Emphatically, not, though, in Culver City.

Going into the final month of the school year, Asst. Supt, Dr. Katie Krumpe responded yesterday with a vigorous “very successful” when asked about the School District’s maiden voyage with the occasionally controversial national Common Core curriculum.

By what metrics?

“By my many observations in classroom visits,” she said.

“We don’t have any test results yet. Everything we have at this point is more formative than summative because this is just our first year of implementation.”

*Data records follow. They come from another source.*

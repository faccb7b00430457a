//! Inbound `DOM.*` protocol events and outbound mirror notifications
//!
//! Inbound events carry volatile ids; outbound updates carry stable ids only,
//! so a consumer can hold on to anything it is told about.

use crate::descriptor::{BackendNode, NodeDescriptor};
use crate::error::{DomError, Result};
use crate::types::{StableId, VolatileId};
use serde::de::DeserializeOwned;
use serde::{Deserialize, Serialize};
use serde_json::Value;

/// Structural, attribute and text mutation events the mirror applies
#[derive(Debug, Clone, PartialEq)]
pub enum DomEvent {
    /// Whole document invalidated (navigation or equivalent)
    DocumentUpdated,
    /// Children of `parent_id` delivered in full
    SetChildNodes {
        parent_id: VolatileId,
        nodes: Vec<NodeDescriptor>,
    },
    /// `node` inserted after `previous_node_id` (`None` = first child)
    ChildNodeInserted {
        parent_node_id: VolatileId,
        previous_node_id: Option<VolatileId>,
        node: NodeDescriptor,
    },
    ChildNodeRemoved {
        parent_node_id: VolatileId,
        node_id: VolatileId,
    },
    ChildNodeCountUpdated {
        node_id: VolatileId,
        child_node_count: u32,
    },
    AttributeModified {
        node_id: VolatileId,
        name: String,
        value: String,
    },
    AttributeRemoved {
        node_id: VolatileId,
        name: String,
    },
    CharacterDataModified {
        node_id: VolatileId,
        character_data: String,
    },
    ShadowRootPushed {
        host_id: VolatileId,
        root: NodeDescriptor,
    },
    ShadowRootPopped {
        host_id: VolatileId,
        root_id: VolatileId,
    },
    DistributedNodesUpdated {
        insertion_point_id: VolatileId,
        distributed_nodes: Vec<BackendNode>,
    },
    InlineStyleInvalidated {
        node_ids: Vec<VolatileId>,
    },
}

#[derive(Deserialize)]
#[serde(rename_all = "camelCase")]
struct SetChildNodesParams {
    parent_id: VolatileId,
    nodes: Vec<NodeDescriptor>,
}

#[derive(Deserialize)]
#[serde(rename_all = "camelCase")]
struct ChildNodeInsertedParams {
    parent_node_id: VolatileId,
    previous_node_id: u32,
    node: NodeDescriptor,
}

#[derive(Deserialize)]
#[serde(rename_all = "camelCase")]
struct ChildNodeRemovedParams {
    parent_node_id: VolatileId,
    node_id: VolatileId,
}

#[derive(Deserialize)]
#[serde(rename_all = "camelCase")]
struct ChildNodeCountUpdatedParams {
    node_id: VolatileId,
    child_node_count: u32,
}

#[derive(Deserialize)]
#[serde(rename_all = "camelCase")]
struct AttributeModifiedParams {
    node_id: VolatileId,
    name: String,
    value: String,
}

#[derive(Deserialize)]
#[serde(rename_all = "camelCase")]
struct AttributeRemovedParams {
    node_id: VolatileId,
    name: String,
}

#[derive(Deserialize)]
#[serde(rename_all = "camelCase")]
struct CharacterDataModifiedParams {
    node_id: VolatileId,
    character_data: String,
}

#[derive(Deserialize)]
#[serde(rename_all = "camelCase")]
struct ShadowRootPushedParams {
    host_id: VolatileId,
    root: NodeDescriptor,
}

#[derive(Deserialize)]
#[serde(rename_all = "camelCase")]
struct ShadowRootPoppedParams {
    host_id: VolatileId,
    root_id: VolatileId,
}

#[derive(Deserialize)]
#[serde(rename_all = "camelCase")]
struct DistributedNodesUpdatedParams {
    insertion_point_id: VolatileId,
    distributed_nodes: Vec<BackendNode>,
}

#[derive(Deserialize)]
#[serde(rename_all = "camelCase")]
struct InlineStyleInvalidatedParams {
    node_ids: Vec<VolatileId>,
}

fn params<T: DeserializeOwned>(method: &str, params: &Value) -> Result<T> {
    T::deserialize(params).map_err(|source| DomError::InvalidEvent {
        method: method.to_string(),
        source,
    })
}

impl DomEvent {
    /// Parse a CDP event; `Ok(None)` for methods the mirror does not track
    pub fn from_cdp(method: &str, raw: &Value) -> Result<Option<Self>> {
        let event = match method {
            "DOM.documentUpdated" => DomEvent::DocumentUpdated,
            "DOM.setChildNodes" => {
                let p: SetChildNodesParams = params(method, raw)?;
                DomEvent::SetChildNodes {
                    parent_id: p.parent_id,
                    nodes: p.nodes,
                }
            }
            "DOM.childNodeInserted" => {
                let p: ChildNodeInsertedParams = params(method, raw)?;
                DomEvent::ChildNodeInserted {
                    parent_node_id: p.parent_node_id,
                    previous_node_id: (p.previous_node_id != 0).then_some(VolatileId(p.previous_node_id)),
                    node: p.node,
                }
            }
            "DOM.childNodeRemoved" => {
                let p: ChildNodeRemovedParams = params(method, raw)?;
                DomEvent::ChildNodeRemoved {
                    parent_node_id: p.parent_node_id,
                    node_id: p.node_id,
                }
            }
            "DOM.childNodeCountUpdated" => {
                let p: ChildNodeCountUpdatedParams = params(method, raw)?;
                DomEvent::ChildNodeCountUpdated {
                    node_id: p.node_id,
                    child_node_count: p.child_node_count,
                }
            }
            "DOM.attributeModified" => {
                let p: AttributeModifiedParams = params(method, raw)?;
                DomEvent::AttributeModified {
                    node_id: p.node_id,
                    name: p.name,
                    value: p.value,
                }
            }
            "DOM.attributeRemoved" => {
                let p: AttributeRemovedParams = params(method, raw)?;
                DomEvent::AttributeRemoved {
                    node_id: p.node_id,
                    name: p.name,
                }
            }
            "DOM.characterDataModified" => {
                let p: CharacterDataModifiedParams = params(method, raw)?;
                DomEvent::CharacterDataModified {
                    node_id: p.node_id,
                    character_data: p.character_data,
                }
            }
            "DOM.shadowRootPushed" => {
                let p: ShadowRootPushedParams = params(method, raw)?;
                DomEvent::ShadowRootPushed {
                    host_id: p.host_id,
                    root: p.root,
                }
            }
            "DOM.shadowRootPopped" => {
                let p: ShadowRootPoppedParams = params(method, raw)?;
                DomEvent::ShadowRootPopped {
                    host_id: p.host_id,
                    root_id: p.root_id,
                }
            }
            "DOM.distributedNodesUpdated" => {
                let p: DistributedNodesUpdatedParams = params(method, raw)?;
                DomEvent::DistributedNodesUpdated {
                    insertion_point_id: p.insertion_point_id,
                    distributed_nodes: p.distributed_nodes,
                }
            }
            "DOM.inlineStyleInvalidated" => {
                let p: InlineStyleInvalidatedParams = params(method, raw)?;
                DomEvent::InlineStyleInvalidated { node_ids: p.node_ids }
            }
            _ => return Ok(None),
        };
        Ok(Some(event))
    }
}

/// Normalized change notification, serialized as `{"kind", "payload"}`
#[derive(Debug, Clone, PartialEq, Serialize, Deserialize)]
#[serde(tag = "kind", content = "payload", rename_all = "kebab-case")]
pub enum MirrorUpdate {
    /// A fresh document was loaded; everything held before is invalid
    Reset { root: StableId, generation: u64 },
    /// The document was discarded; a reload may follow
    Invalidated { generation: u64 },
    ChildrenReplaced {
        parent: StableId,
        children: Vec<StableId>,
    },
    /// `previous` is `None` when inserted first or when the remote anchor
    /// was never mirrored (the child is then appended)
    ChildInserted {
        parent: StableId,
        child: StableId,
        previous: Option<StableId>,
    },
    ChildRemoved { parent: StableId, child: StableId },
    ChildCountChanged { node: StableId, count: u32 },
    AttributeSet {
        node: StableId,
        name: String,
        value: String,
    },
    AttributeRemoved { node: StableId, name: String },
    TextChanged { node: StableId, value: String },
    ShadowRootAttached { host: StableId, root: StableId },
    ShadowRootDetached { host: StableId, root: StableId },
    DistributedNodesChanged { node: StableId },
    StyleInvalidated { nodes: Vec<StableId> },
}

impl MirrorUpdate {
    /// Wire name of the update kind
    pub fn kind(&self) -> &'static str {
        match self {
            MirrorUpdate::Reset { .. } => "reset",
            MirrorUpdate::Invalidated { .. } => "invalidated",
            MirrorUpdate::ChildrenReplaced { .. } => "children-replaced",
            MirrorUpdate::ChildInserted { .. } => "child-inserted",
            MirrorUpdate::ChildRemoved { .. } => "child-removed",
            MirrorUpdate::ChildCountChanged { .. } => "child-count-changed",
            MirrorUpdate::AttributeSet { .. } => "attribute-set",
            MirrorUpdate::AttributeRemoved { .. } => "attribute-removed",
            MirrorUpdate::TextChanged { .. } => "text-changed",
            MirrorUpdate::ShadowRootAttached { .. } => "shadow-root-attached",
            MirrorUpdate::ShadowRootDetached { .. } => "shadow-root-detached",
            MirrorUpdate::DistributedNodesChanged { .. } => "distributed-nodes-changed",
            MirrorUpdate::StyleInvalidated { .. } => "style-invalidated",
        }
    }
}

If the body of students catches even a wisp of Dr. Krumpe’s glowing, infectious enthusiasm for the still-amorphous experimental plan, Common Core will surge into the hottest tool in public education.

An inquiring reporter required a reminder regarding which grades in Culver City schools are participating in Common Core.

“Grades seven, eight and nine?” asked the reporter.

That sparked an answer more complicated than had been anticipated.

“We have to separate the standards of K-12,” said Dr. Krumpe. “Are you talking about the task?”

“Maybe I am confusing some dimensions,” the reporter said.

“You are,” Dr. Krumpe replied. “That is really common, though. A lot of people are combining the fact we actually have national standards for the first time that say ‘every third-grader will learn this.’

“At the same time, a new assessment system is being rolled out. The assessment system really has nothing to do with Common Core except that it is measuring the standards.”

This development leads to a new-fangled form of testing, apparently at the heart of Common Core.